One of those paths is 12 step programs like Alcoholics Anonymous and Narcotics Anonymous. They don’t cost $49,000 a month, the amount that Lindsay Lohan was shelling out at Promises. According to the National Survey on Drug Use and Health, in 2005, more than half of the 2.3 million persons aged 12 or older who received specialty substance use treatment in the past year also received “treatment” (our quote) at a self-help group (1.4 million persons). This number doesn’t include the millions of Americans who are in long-term recovery from addiction through participation in a 12-step program such as Alcoholics Anonymous.

There is even research on the fiscal benefit of self-help or 12-step group involvement in recovery. According to a recent paper by Keith Humphreys and Rudolf Moos, “Actively promoting self-help group involvement may therefore be a useful clinical practice for helping addicted patients recover in a time of constrained fiscal resources.”

We’ll give the New York Times reporter her due, however, when it comes to our failure to provide reliable information about the many pathways to recovery to the public. Our government spends millions of dollars each year to research every facet of our nation’s alcohol and drug using — alcohol, heroin, other opiates, cocaine, marijuana, hashish, methamphetamines, tranquilizers, sedatives, hallucinogens, PCP, inhalants — how often people use it, their age, their ethnicity, their — you name it. 

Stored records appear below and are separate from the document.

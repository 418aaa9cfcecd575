use shapeguard_descriptor::{DescriptorError, Shape, TypeDescriptor};

/// Any failure surfaced by a guarded call or by wrapping.
#[derive(thiserror::Error, Debug, Clone, PartialEq, Eq)]
pub enum GuardError {
    #[error(transparent)]
    Parameter(#[from] ParameterTypeError),
    #[error(transparent)]
    Return(#[from] ReturnTypeError),
    #[error(transparent)]
    Configuration(#[from] ConfigurationError),
}

impl From<DescriptorError> for GuardError {
    fn from(err: DescriptorError) -> Self {
        GuardError::Configuration(ConfigurationError::Descriptor(err))
    }
}

/// An argument failed its descriptor. The target was not called.
#[derive(thiserror::Error, Debug, Clone, PartialEq, Eq)]
#[error(
    "{}parameter {index} expected `{expected}` (tried: {}), received {actual}",
    function_prefix(.function),
    .tried.join(", ")
)]
pub struct ParameterTypeError {
    pub function: Option<String>,
    pub index: usize,
    pub expected: TypeDescriptor,
    /// Predicate names evaluated for this position, in declaration order.
    pub tried: Vec<String>,
    pub actual: Shape,
}

/// The produced value failed the return descriptor. The target already ran.
#[derive(thiserror::Error, Debug, Clone, PartialEq, Eq)]
#[error("{}return value expected `{expected}`, produced {actual}", function_prefix(.function))]
pub struct ReturnTypeError {
    pub function: Option<String>,
    pub expected: TypeDescriptor,
    pub actual: Shape,
}

/// Problems detected while building a signature, before any call happens.
#[derive(thiserror::Error, Debug, Clone, PartialEq, Eq)]
pub enum ConfigurationError {
    #[error(transparent)]
    Descriptor(#[from] DescriptorError),
    #[error("parameter {index} descriptor: {source}")]
    Parameter {
        index: usize,
        #[source]
        source: DescriptorError,
    },
    #[error("return descriptor: {source}")]
    Return {
        #[source]
        source: DescriptorError,
    },
    #[error("alias `{alias}`: {source}")]
    Alias {
        alias: String,
        #[source]
        source: DescriptorError,
    },
    #[error("ambiguous declaration: {0}")]
    AmbiguousDeclaration(&'static str),
    #[error("unknown contract `{0}`")]
    UnknownContract(String),
    #[error("contract `{contract}`: {source}")]
    Contract {
        contract: String,
        #[source]
        source: Box<ConfigurationError>,
    },
}

fn function_prefix(function: &Option<String>) -> String {
    match function {
        Some(name) => format!("{name}: "),
        None => String::new(),
    }
}
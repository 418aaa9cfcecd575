use std::fmt;

use serde::{Deserialize, Serialize};
use serde_json::Value;

/// Stand-in for argument positions the caller did not supply.
pub static ABSENT: Value = Value::Null;

/// `null` is the only absent value.
#[inline]
pub fn is_absent(value: &Value) -> bool {
    value.is_null()
}

/// Coarse shape of a runtime value, reported in diagnostics.
#[derive(Debug, Clone, Copy, PartialEq, Eq, Hash, Serialize, Deserialize)]
#[serde(rename_all = "lowercase")]
pub enum Shape {
    Absent,
    Boolean,
    Number,
    String,
    Array,
    Object,
}

impl Shape {
    pub fn of(value: &Value) -> Self {
        match value {
            Value::Null => Shape::Absent,
            Value::Bool(_) => Shape::Boolean,
            Value::Number(_) => Shape::Number,
            Value::String(_) => Shape::String,
            Value::Array(_) => Shape::Array,
            Value::Object(_) => Shape::Object,
        }
    }

    pub fn as_str(&self) -> &'static str {
        match self {
            Shape::Absent => "absent",
            Shape::Boolean => "boolean",
            Shape::Number => "number",
            Shape::String => "string",
            Shape::Array => "array",
            Shape::Object => "object",
        }
    }
}

impl fmt::Display for Shape {
    fn fmt(&self, f: &mut fmt::Formatter<'_>) -> fmt::Result {
        f.write_str(self.as_str())
    }
}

It’s time to invest some of that money in finding out and educating the public about the growing numbers of effective pathways to recovery and the types of recovery supports that will help people sustain their recovery. We need to remove policy barriers that make it difficult for people to get their lives back on track once they are no longer using alcohol or other drugs. To make recovery a reality for even more Americans, let’s respect and honor those in long-term recovery and their families. It is their stories about the reality of long-term recovery that will inform the misinformed and help others find the pathway that will work for them. 

Pat Taylor is the Executive Director of Faces & Voices of Recovery.